* _WHAT YOU NEED TO DO_
Please keep to the lines below from the one with "use crate::services::PlannerSession;" through the one with "PlannerSession, settings: &Settings)", and restate them word for word, ends included.

* _SOURCE DATA_
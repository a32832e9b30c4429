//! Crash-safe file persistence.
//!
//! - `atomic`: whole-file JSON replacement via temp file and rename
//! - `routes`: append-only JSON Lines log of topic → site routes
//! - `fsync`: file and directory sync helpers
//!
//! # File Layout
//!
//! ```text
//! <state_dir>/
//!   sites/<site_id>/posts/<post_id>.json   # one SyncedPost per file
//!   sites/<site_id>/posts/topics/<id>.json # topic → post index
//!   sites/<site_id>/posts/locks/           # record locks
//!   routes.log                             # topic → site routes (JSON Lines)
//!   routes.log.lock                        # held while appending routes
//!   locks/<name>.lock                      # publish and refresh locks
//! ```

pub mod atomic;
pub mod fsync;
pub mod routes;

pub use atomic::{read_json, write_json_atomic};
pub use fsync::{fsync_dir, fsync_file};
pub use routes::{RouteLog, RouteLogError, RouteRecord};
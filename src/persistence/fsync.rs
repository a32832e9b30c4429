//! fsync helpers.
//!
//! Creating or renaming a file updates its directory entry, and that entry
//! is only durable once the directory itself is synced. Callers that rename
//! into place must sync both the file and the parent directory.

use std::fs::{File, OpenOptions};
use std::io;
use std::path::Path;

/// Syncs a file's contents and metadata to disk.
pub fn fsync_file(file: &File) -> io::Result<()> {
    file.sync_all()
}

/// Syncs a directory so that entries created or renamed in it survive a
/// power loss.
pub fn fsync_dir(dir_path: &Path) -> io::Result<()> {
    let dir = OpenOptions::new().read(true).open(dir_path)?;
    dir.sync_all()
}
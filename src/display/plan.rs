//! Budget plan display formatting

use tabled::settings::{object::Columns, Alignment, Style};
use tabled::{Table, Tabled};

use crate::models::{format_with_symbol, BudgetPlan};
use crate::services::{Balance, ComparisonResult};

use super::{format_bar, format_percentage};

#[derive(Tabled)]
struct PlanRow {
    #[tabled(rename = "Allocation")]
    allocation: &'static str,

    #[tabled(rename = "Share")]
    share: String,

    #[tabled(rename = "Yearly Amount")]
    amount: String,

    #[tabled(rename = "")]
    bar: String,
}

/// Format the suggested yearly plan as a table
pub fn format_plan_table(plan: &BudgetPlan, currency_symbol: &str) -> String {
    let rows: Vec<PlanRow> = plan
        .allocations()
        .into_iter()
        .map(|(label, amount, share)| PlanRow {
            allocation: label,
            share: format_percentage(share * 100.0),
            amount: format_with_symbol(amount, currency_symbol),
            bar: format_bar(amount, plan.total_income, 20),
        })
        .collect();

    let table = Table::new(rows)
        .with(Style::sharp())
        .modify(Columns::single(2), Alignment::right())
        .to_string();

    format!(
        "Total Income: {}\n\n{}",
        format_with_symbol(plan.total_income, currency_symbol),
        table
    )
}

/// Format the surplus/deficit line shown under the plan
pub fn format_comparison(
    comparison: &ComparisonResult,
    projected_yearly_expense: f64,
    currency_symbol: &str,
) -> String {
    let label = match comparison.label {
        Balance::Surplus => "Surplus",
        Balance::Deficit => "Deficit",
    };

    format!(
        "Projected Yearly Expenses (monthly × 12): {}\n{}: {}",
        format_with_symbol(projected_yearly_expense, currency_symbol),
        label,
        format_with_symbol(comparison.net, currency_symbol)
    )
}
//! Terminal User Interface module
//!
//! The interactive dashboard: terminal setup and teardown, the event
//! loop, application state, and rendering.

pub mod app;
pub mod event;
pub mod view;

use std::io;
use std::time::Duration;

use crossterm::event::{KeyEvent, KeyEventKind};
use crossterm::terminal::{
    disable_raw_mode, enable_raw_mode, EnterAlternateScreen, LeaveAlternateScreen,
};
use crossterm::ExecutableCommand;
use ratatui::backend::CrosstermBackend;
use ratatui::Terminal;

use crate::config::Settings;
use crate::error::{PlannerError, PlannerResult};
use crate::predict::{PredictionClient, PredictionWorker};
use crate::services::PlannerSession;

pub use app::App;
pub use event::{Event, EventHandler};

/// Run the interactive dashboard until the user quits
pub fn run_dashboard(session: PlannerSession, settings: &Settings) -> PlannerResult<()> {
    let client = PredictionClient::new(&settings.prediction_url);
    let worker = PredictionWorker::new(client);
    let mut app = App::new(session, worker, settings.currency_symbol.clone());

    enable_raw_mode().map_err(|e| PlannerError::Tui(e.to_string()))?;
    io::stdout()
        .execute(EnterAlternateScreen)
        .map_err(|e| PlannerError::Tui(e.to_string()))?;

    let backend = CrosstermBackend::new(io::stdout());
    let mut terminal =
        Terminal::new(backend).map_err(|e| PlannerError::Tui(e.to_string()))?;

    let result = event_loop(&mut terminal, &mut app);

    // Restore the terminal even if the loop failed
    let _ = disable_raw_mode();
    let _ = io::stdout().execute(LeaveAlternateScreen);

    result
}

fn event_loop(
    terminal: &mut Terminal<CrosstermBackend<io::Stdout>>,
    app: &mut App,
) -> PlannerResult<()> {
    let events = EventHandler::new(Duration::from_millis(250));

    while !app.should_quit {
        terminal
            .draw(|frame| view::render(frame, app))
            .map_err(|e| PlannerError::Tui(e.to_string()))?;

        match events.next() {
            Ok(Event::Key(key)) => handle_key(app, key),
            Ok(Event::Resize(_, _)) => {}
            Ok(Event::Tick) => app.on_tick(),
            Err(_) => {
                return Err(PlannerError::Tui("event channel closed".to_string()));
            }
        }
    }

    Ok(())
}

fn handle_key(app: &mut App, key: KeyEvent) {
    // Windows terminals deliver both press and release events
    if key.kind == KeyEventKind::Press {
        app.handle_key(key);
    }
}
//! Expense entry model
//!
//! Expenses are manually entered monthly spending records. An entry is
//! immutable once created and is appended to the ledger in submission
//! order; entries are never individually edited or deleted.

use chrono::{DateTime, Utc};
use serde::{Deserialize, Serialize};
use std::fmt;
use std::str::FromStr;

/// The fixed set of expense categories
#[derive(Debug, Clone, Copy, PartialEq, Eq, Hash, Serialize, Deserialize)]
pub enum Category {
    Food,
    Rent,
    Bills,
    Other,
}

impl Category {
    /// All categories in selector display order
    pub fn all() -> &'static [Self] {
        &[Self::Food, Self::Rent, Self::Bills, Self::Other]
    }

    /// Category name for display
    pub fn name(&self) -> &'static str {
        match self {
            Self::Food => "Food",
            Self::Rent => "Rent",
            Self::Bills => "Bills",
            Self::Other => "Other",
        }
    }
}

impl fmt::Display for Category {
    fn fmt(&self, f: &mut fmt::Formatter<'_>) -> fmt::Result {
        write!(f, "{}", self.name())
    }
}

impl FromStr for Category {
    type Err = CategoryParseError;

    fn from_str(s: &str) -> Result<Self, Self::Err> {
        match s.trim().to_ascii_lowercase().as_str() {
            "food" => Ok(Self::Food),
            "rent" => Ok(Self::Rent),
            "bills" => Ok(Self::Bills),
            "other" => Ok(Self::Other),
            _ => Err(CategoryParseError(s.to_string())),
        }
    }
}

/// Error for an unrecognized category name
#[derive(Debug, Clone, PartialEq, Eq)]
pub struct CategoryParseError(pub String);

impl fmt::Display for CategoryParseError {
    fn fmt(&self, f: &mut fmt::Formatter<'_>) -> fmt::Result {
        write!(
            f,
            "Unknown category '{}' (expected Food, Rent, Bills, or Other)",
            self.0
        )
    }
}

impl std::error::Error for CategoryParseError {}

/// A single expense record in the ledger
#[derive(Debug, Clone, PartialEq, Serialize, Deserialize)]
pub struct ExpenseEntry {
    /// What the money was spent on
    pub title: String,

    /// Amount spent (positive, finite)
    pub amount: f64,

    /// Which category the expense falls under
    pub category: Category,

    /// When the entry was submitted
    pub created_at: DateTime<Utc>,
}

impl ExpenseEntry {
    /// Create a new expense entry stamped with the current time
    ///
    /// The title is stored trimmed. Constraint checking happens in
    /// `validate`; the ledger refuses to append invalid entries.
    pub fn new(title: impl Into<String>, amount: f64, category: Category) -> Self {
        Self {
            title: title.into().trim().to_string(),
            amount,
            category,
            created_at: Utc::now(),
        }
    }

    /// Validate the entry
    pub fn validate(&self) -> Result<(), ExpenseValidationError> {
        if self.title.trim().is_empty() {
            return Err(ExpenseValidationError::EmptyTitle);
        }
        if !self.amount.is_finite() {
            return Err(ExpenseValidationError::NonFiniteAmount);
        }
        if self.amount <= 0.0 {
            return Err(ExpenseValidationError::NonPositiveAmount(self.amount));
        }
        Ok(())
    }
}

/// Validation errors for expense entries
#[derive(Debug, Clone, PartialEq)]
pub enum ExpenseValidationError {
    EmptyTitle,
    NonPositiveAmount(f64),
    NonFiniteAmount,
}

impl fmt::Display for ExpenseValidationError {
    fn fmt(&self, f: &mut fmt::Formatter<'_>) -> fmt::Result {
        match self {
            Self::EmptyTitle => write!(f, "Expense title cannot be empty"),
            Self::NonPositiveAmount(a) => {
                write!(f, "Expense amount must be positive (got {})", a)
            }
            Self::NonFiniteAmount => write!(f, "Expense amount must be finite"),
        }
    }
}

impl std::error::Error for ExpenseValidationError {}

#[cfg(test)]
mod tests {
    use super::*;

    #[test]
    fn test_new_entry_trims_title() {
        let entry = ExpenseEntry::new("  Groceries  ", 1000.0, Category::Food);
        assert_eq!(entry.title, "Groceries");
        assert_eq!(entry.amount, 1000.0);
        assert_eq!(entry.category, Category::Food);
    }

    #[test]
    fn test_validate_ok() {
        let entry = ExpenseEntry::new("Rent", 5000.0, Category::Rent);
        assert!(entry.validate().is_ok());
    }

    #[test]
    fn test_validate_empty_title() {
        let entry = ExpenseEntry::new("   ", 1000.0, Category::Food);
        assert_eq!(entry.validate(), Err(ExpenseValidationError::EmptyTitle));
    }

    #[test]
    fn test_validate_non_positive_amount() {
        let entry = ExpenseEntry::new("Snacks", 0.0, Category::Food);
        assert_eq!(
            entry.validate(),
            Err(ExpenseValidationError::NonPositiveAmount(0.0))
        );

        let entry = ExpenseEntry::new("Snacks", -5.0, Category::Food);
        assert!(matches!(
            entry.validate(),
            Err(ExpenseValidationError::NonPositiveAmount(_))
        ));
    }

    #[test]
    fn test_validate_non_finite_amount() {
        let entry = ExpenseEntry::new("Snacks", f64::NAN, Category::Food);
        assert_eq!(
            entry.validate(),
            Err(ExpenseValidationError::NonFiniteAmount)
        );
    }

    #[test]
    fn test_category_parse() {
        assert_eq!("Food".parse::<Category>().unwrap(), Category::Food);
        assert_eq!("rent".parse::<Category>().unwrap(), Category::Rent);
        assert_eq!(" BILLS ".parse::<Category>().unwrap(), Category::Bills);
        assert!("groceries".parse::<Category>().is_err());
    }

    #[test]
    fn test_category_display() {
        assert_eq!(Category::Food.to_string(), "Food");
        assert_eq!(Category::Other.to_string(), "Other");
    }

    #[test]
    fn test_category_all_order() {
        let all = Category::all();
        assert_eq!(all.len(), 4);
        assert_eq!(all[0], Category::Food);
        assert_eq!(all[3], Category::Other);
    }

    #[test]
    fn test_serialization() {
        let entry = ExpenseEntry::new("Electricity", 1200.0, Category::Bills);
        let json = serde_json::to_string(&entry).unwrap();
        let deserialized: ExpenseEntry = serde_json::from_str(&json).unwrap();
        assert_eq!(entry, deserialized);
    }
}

* _ANSWER SECTION_
use crate::services::PlannerSession;

pub use app::App;
pub use event::{Event, EventHandler};

/// Run the interactive dashboard until the user quits
pub fn run_dashboard(session: PlannerSession, settings: &Settings) -> PlannerResult<()> {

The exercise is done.